Problem details: Your answer must be an exact transcription of every entry.

-- Data provided follows --

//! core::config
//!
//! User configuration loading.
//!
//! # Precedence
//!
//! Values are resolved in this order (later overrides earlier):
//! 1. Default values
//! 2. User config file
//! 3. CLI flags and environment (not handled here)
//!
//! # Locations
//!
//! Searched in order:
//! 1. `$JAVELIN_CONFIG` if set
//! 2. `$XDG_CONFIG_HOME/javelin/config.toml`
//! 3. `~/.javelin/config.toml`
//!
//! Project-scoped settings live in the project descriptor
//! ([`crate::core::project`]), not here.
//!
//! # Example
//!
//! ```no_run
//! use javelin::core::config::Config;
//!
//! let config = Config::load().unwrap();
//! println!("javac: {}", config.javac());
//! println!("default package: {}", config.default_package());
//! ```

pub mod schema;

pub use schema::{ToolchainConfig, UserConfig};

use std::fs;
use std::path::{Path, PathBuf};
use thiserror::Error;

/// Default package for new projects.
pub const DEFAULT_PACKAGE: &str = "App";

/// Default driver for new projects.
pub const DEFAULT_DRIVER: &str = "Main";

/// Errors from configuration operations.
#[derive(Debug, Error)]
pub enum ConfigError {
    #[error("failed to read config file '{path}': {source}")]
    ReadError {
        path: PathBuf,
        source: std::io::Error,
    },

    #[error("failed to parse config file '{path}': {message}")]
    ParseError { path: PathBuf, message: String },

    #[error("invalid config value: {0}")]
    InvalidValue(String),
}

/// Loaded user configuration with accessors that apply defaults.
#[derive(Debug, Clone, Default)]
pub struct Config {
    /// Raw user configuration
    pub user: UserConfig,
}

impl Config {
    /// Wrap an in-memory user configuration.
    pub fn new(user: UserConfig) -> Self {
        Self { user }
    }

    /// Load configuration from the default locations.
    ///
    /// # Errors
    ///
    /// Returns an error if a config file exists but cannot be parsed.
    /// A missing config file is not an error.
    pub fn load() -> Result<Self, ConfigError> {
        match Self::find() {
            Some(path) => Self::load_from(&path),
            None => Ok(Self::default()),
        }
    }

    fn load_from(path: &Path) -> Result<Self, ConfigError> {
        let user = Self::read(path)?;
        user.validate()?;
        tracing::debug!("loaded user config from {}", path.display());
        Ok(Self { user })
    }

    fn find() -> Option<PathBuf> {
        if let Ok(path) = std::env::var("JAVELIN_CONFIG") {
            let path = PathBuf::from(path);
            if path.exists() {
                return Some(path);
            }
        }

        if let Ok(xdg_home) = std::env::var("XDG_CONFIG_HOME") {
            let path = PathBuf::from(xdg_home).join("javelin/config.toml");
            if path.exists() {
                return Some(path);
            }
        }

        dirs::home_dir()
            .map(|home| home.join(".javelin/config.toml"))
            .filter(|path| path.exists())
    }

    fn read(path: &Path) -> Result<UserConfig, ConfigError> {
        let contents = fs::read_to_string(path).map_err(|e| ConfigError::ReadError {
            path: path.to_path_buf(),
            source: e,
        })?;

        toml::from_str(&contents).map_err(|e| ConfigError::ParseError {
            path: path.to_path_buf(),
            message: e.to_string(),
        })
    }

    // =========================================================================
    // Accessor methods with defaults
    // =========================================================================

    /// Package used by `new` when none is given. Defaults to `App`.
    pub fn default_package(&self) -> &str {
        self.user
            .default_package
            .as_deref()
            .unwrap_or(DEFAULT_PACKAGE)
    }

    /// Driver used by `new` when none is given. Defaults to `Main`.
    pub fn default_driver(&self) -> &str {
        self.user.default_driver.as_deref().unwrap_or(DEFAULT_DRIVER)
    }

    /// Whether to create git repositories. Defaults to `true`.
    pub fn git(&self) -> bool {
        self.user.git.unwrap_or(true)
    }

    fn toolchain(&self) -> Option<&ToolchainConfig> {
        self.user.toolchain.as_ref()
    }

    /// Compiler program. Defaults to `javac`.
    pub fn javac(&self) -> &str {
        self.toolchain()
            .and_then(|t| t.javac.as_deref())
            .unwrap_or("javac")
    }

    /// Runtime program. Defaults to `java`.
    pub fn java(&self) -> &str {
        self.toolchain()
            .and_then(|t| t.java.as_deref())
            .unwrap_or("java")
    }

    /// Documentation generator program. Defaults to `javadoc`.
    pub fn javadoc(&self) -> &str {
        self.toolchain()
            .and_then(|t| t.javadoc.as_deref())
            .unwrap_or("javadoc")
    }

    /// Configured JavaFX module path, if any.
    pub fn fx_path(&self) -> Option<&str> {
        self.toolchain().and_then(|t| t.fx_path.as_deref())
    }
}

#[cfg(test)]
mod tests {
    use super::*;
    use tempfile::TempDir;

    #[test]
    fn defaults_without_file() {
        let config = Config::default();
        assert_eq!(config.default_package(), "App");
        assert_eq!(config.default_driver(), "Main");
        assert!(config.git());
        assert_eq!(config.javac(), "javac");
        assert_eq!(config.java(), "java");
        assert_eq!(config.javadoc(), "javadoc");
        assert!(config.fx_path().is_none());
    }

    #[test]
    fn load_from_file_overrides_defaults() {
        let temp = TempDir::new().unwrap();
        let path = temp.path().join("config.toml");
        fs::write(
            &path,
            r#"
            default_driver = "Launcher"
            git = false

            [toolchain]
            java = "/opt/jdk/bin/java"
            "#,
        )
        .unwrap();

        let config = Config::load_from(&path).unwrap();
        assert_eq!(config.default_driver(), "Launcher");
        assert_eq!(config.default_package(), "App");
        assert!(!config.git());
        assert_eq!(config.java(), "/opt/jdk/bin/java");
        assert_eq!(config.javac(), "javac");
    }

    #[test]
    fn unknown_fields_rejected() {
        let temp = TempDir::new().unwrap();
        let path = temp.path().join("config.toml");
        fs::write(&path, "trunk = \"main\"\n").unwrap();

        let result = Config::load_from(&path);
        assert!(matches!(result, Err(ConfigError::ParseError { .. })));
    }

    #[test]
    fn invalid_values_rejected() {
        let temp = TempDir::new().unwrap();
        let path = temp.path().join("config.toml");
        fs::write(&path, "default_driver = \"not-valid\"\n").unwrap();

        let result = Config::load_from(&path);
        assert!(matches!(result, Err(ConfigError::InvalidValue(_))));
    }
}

-- Data provided concluded --

Written solution:
//! core::config
//!
//! User configuration loading.
//!
//! # Precedence
//!
//! Values are resolved in this order (later overrides earlier):
//! 1. Default values
//! 2. User config file
//! 3. CLI flags and environment (not handled here)
//!
//! # Locations
//!
//! Searched in order:
//! 1. `$JAVELIN_CONFIG` if set
//! 2. `$XDG_CONFIG_HOME/javelin/config.toml`
//! 3. `~/.javelin/config.toml`
//!
//! Project-scoped settings live in the project descriptor
//! ([`crate::core::project`]), not here.
//!
//! # Example
//!
//! ```no_run
//! use javelin::core::config::Config;
//!
//! let config = Config::load().unwrap();
//! println!("javac: {}", config.javac());
//! println!("default package: {}", config.default_package());
//! ```

pub mod schema;

pub use schema::{ToolchainConfig, UserConfig};

use std::fs;
use std::path::{Path, PathBuf};
use thiserror::Error;

/// Default package for new projects.
pub const DEFAULT_PACKAGE: &str = "App";

/// Default driver for new projects.
pub const DEFAULT_DRIVER: &str = "Main";

/// Errors from configuration operations.
#[derive(Debug, Error)]
pub enum ConfigError {
    #[error("failed to read config file '{path}': {source}")]
    ReadError {
        path: PathBuf,
        source: std::io::Error,
    },

    #[error("failed to parse config file '{path}': {message}")]
    ParseError { path: PathBuf, message: String },

    #[error("invalid config value: {0}")]
    InvalidValue(String),
}

/// Loaded user configuration with accessors that apply defaults.
#[derive(Debug, Clone, Default)]
pub struct Config {
    /// Raw user configuration
    pub user: UserConfig,
}

impl Config {
    /// Wrap an in-memory user configuration.
    pub fn new(user: UserConfig) -> Self {
        Self { user }
    }

    /// Load configuration from the default locations.
    ///
    /// # Errors
    ///
    /// Returns an error if a config file exists but cannot be parsed.
    /// A missing config file is not an error.
    pub fn load() -> Result<Self, ConfigError> {
        match Self::find() {
            Some(path) => Self::load_from(&path),
            None => Ok(Self::default()),
        }
    }

    fn load_from(path: &Path) -> Result<Self, ConfigError> {
        let user = Self::read(path)?;
        user.validate()?;
        tracing::debug!("loaded user config from {}", path.display());
        Ok(Self { user })
    }

    fn find() -> Option<PathBuf> {
        if let Ok(path) = std::env::var("JAVELIN_CONFIG") {
            let path = PathBuf::from(path);
            if path.exists() {
                return Some(path);
            }
        }

        if let Ok(xdg_home) = std::env::var("XDG_CONFIG_HOME") {
            let path = PathBuf::from(xdg_home).join("javelin/config.toml");
            if path.exists() {
                return Some(path);
            }
        }

        dirs::home_dir()
            .map(|home| home.join(".javelin/config.toml"))
            .filter(|path| path.exists())
    }

    fn read(path: &Path) -> Result<UserConfig, ConfigError> {
        let contents = fs::read_to_string(path).map_err(|e| ConfigError::ReadError {
            path: path.to_path_buf(),
            source: e,
        })?;

        toml::from_str(&contents).map_err(|e| ConfigError::ParseError {
            path: path.to_path_buf(),
            message: e.to_string(),
        })
    }

    // =========================================================================
    // Accessor methods with defaults
    // =========================================================================

    /// Package used by `new` when none is given. Defaults to `App`.
    pub fn default_package(&self) -> &str {
        self.user
            .default_package
            .as_deref()
            .unwrap_or(DEFAULT_PACKAGE)
    }

    /// Driver used by `new` when none is given. Defaults to `Main`.
    pub fn default_driver(&self) -> &str {
        self.user.default_driver.as_deref().unwrap_or(DEFAULT_DRIVER)
    }

    /// Whether to create git repositories. Defaults to `true`.
    pub fn git(&self) -> bool {
        self.user.git.unwrap_or(true)
    }

    fn toolchain(&self) -> Option<&ToolchainConfig> {
        self.user.toolchain.as_ref()
    }

    /// Compiler program. Defaults to `javac`.
    pub fn javac(&self) -> &str {
        self.toolchain()
            .and_then(|t| t.javac.as_deref())
            .unwrap_or("javac")
    }

    /// Runtime program. Defaults to `java`.
    pub fn java(&self) -> &str {
        self.toolchain()
            .and_then(|t| t.java.as_deref())
            .unwrap_or("java")
    }

    /// Documentation generator program. Defaults to `javadoc`.
    pub fn javadoc(&self) -> &str {
        self.toolchain()
            .and_then(|t| t.javadoc.as_deref())
            .unwrap_or("javadoc")
    }

    /// Configured JavaFX module path, if any.
    pub fn fx_path(&self) -> Option<&str> {
        self.toolchain().and_then(|t| t.fx_path.as_deref())
    }
}

#[cfg(test)]
mod tests {
    use super::*;
    use tempfile::TempDir;

    #[test]
    fn defaults_without_file() {
        let config = Config::default();
        assert_eq!(config.default_package(), "App");
        assert_eq!(config.default_driver(), "Main");
        assert!(config.git());
        assert_eq!(config.javac(), "javac");
        assert_eq!(config.java(), "java");
        assert_eq!(config.javadoc(), "javadoc");
        assert!(config.fx_path().is_none());
    }

    #[test]
    fn load_from_file_overrides_defaults() {
        let temp = TempDir::new().unwrap();
        let path = temp.path().join("config.toml");
        fs::write(
            &path,
            r#"
            default_driver = "Launcher"
            git = false

            [toolchain]
            java = "/opt/jdk/bin/java"
            "#,
        )
        .unwrap();

        let config = Config::load_from(&path).unwrap();
        assert_eq!(config.default_driver(), "Launcher");
        assert_eq!(config.default_package(), "App");
        assert!(!config.git());
        assert_eq!(config.java(), "/opt/jdk/bin/java");
        assert_eq!(config.javac(), "javac");
    }

    #[test]
    fn unknown_fields_rejected() {
        let temp = TempDir::new().unwrap();
        let path = temp.path().join("config.toml");
        fs::write(&path, "trunk = \"main\"\n").unwrap();

        let result = Config::load_from(&path);
        assert!(matches!(result, Err(ConfigError::ParseError { .. })));
    }

    #[test]
    fn invalid_values_rejected() {
        let temp = TempDir::new().unwrap();
        let path = temp.path().join("config.toml");
        fs::write(&path, "default_driver = \"not-valid\"\n").unwrap();

        let result = Config::load_from(&path);
        assert!(matches!(result, Err(ConfigError::InvalidValue(_))));
    }
}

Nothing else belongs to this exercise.